A new perspective on the therapeutic potential of tumor metastasis: targeting the metabolic interactions between TAMs and tumor cells.

Abstract

Tumor-associated macrophages (TAMs) undergo metabolic reprogramming, encompassing glucose, amino acid, fatty acid metabolism, tricarboxylic acid (TCA) cycle, purine metabolism, and autophagy, within the tumor microenvironment (TME). The metabolic interdependencies between TAMs and tumor cells critically influence macrophage recruitment, differentiation, M2 polarization, and secretion of epithelial-mesenchymal transition (EMT)-related factors, thereby activating intratumoral EMT pathways and enhancing tumor cell invasion and metastasis.
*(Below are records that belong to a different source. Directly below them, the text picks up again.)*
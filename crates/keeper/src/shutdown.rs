//! Graceful shutdown signaling.
//!
//! Bridges SIGTERM/SIGINT into the async runtime as a watch channel both
//! daemon loops can select on. The contract is "finish the current unit of
//! work, then exit": the issuer completes an in-flight publish, the watcher
//! drains before stopping.

use tokio::sync::watch;
use tracing::{debug, info};

/// Receiving side of the shutdown notification. Cheap to clone.
#[derive(Debug, Clone)]
pub struct Shutdown {
    rx: watch::Receiver<bool>,
}

/// Sending side, held by whoever decides when to stop (the signal listener,
/// or a test).
#[derive(Debug)]
pub struct ShutdownHandle {
    tx: watch::Sender<bool>,
}

impl Shutdown {
    /// Create an unconnected shutdown pair.
    pub fn new() -> (ShutdownHandle, Shutdown) {
        let (tx, rx) = watch::channel(false);
        (ShutdownHandle { tx }, Shutdown { rx })
    }

    /// Wait until shutdown is requested. Returns immediately if it already
    /// was.
    pub async fn recv(&mut self) {
        // An Err means the sender is gone, which we treat as shutdown.
        while !*self.rx.borrow() {
            if self.rx.changed().await.is_err() {
                return;
            }
        }
    }

    /// Non-blocking check, for loops that are between suspension points.
    pub fn is_shutdown(&self) -> bool {
        *self.rx.borrow()
    }
}

impl ShutdownHandle {
    /// Request shutdown. Idempotent.
    pub fn shutdown(&self) {
        debug!("Shutdown requested");
        let _ = self.tx.send(true);
    }
}

/// Spawn the OS signal listener and return the shutdown receiver.
///
/// SIGTERM and SIGINT both trigger a graceful stop.
pub fn listen_for_signals() -> std::io::Result<Shutdown> {
    use tokio::signal::unix::{signal, SignalKind};

    let (handle, shutdown) = Shutdown::new();
    let mut sigterm = signal(SignalKind::terminate())?;
    let mut sigint = signal(SignalKind::interrupt())?;

    tokio::spawn(async move {
        tokio::select! {
            _ = sigterm.recv() => info!("Received SIGTERM, initiating graceful shutdown"),
            _ = sigint.recv() => info!("Received SIGINT, initiating graceful shutdown"),
        }
        handle.shutdown();
    });

    Ok(shutdown)
}

#[cfg(test)]
mod tests {
    use super::*;
    use std::time::Duration;

    #[tokio::test]
    async fn test_shutdown_wakes_waiters() {
        let (handle, shutdown) = Shutdown::new();
        assert!(!shutdown.is_shutdown());

        let mut waiter = shutdown.clone();
        let task = tokio::spawn(async move {
            waiter.recv().await;
        });

        handle.shutdown();
        tokio::time::timeout(Duration::from_secs(1), task)
            .await
            .expect("waiter should wake")
            .unwrap();
        assert!(shutdown.is_shutdown());
    }

    #[tokio::test]
    async fn test_recv_after_shutdown_returns_immediately() {
        let (handle, mut shutdown) = Shutdown::new();
        handle.shutdown();
        tokio::time::timeout(Duration::from_secs(1), shutdown.recv())
            .await
            .expect("recv should not block after shutdown");
    }

    #[tokio::test]
    async fn test_dropped_handle_counts_as_shutdown() {
        let (handle, mut shutdown) = Shutdown::new();
        drop(handle);
        tokio::time::timeout(Duration::from_secs(1), shutdown.recv())
            .await
            .expect("recv should return when the sender is gone");
    }
}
Tumor cell metabolic alterations, including hypoxia, metabolite secretion, aerobic metabolism, and autophagy, affect the TME's metabolic landscape, driving macrophage recruitment, differentiation, M2 polarization, and metabolic reprogramming, ultimately facilitating EMT, invasion, and metastasis. Additionally, macrophages can induce tumor cell EMT by reprogramming their aerobic glycolysis. Recent experimental and clinical studies have focused on the metabolic interactions between macrophages and tumor cells to control metastasis and inhibit tumor progression. This review highlights the regulatory role of TAM-tumor cell metabolic codependencies in EMT, offering valuable insights for TAM-targeted therapies in highly metastatic tumors. Modulating the metabolic interplay between tumors and TAMs represents a promising therapeutic strategy for treating patients with metastatic cancers.